▸ RECORDS FOR THIS TASK
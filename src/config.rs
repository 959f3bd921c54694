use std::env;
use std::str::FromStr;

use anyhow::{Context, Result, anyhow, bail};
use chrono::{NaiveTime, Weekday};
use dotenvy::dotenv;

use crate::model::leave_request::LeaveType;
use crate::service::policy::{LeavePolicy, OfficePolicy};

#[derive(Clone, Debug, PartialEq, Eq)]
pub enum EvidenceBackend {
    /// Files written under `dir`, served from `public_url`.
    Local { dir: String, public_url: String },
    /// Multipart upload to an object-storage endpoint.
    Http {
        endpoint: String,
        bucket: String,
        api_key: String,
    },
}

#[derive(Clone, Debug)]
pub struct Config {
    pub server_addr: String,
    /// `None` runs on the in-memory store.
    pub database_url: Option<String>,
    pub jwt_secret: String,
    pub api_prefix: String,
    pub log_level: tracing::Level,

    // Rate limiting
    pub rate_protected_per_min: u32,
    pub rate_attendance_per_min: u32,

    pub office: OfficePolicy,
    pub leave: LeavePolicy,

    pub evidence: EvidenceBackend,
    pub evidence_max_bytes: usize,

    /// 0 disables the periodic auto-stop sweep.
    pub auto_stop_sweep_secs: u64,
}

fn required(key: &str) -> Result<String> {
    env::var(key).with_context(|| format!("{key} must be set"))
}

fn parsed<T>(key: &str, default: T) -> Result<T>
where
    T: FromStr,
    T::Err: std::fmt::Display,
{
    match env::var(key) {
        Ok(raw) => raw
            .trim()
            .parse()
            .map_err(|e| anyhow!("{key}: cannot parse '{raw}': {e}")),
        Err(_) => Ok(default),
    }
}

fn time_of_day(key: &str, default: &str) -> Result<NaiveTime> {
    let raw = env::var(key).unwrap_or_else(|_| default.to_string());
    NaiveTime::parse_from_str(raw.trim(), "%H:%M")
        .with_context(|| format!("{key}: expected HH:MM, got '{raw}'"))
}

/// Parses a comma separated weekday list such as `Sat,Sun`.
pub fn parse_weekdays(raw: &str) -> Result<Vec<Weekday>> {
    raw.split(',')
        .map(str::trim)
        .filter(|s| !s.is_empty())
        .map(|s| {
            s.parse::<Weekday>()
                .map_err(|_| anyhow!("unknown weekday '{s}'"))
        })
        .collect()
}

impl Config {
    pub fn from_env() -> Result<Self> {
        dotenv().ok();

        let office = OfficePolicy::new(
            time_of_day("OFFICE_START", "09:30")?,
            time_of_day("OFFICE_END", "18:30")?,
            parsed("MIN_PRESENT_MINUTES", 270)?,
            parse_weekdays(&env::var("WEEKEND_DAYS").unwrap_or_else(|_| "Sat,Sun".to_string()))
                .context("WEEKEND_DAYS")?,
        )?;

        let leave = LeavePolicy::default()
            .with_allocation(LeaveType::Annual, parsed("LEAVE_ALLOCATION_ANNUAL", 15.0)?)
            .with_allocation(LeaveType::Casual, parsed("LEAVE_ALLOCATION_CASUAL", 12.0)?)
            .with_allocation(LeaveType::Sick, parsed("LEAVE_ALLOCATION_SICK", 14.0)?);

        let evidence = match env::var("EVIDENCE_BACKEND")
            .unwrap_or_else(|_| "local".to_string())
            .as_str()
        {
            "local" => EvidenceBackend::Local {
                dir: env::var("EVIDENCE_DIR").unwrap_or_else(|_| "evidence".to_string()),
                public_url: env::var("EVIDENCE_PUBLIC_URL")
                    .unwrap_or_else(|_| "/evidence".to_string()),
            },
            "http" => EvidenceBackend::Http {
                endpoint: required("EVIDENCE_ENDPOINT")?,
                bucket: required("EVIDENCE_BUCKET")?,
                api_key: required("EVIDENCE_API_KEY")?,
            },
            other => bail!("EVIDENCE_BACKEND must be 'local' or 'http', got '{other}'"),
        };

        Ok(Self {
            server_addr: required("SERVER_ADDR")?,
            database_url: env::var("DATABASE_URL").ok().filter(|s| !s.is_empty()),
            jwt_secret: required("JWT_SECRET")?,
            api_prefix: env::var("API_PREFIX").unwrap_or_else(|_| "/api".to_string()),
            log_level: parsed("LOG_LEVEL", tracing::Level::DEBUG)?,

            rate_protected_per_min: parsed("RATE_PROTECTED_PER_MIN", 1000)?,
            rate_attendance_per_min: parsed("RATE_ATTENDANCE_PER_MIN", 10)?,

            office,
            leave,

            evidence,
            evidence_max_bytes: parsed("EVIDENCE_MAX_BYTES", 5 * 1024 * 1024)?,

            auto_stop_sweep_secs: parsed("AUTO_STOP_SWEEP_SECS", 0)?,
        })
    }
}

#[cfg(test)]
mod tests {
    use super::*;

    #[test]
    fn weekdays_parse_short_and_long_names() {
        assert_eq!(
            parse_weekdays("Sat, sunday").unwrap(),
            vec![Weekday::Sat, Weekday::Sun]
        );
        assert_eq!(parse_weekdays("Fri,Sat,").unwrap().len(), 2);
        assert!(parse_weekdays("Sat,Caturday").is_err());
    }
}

* * *

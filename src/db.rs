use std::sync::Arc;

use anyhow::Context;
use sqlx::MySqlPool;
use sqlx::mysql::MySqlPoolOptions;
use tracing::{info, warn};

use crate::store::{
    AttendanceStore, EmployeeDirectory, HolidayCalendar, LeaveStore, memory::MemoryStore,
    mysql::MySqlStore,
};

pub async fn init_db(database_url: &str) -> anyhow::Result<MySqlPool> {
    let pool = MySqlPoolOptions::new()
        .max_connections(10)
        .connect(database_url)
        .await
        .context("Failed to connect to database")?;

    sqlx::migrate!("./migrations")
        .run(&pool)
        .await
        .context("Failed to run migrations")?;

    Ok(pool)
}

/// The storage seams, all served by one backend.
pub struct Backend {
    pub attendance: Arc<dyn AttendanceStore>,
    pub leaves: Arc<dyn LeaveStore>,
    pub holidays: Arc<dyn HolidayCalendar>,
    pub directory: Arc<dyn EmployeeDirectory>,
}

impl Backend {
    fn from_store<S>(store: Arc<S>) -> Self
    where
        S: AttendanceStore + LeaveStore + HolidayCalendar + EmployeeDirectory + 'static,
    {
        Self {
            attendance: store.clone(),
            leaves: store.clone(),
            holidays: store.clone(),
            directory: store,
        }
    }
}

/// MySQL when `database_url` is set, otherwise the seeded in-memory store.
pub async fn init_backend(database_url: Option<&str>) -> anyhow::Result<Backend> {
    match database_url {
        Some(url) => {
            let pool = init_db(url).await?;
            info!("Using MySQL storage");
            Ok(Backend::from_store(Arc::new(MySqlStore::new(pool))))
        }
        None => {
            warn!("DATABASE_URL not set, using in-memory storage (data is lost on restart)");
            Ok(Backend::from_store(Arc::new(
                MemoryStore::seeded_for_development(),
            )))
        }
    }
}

▸ TO DO
Reproduce each line in the listing above that mentions the string "sqlx".

▸ EXERCISE RESPONSE
use sqlx::MySqlPool;
use sqlx::mysql::MySqlPoolOptions;
    sqlx::migrate!("./migrations")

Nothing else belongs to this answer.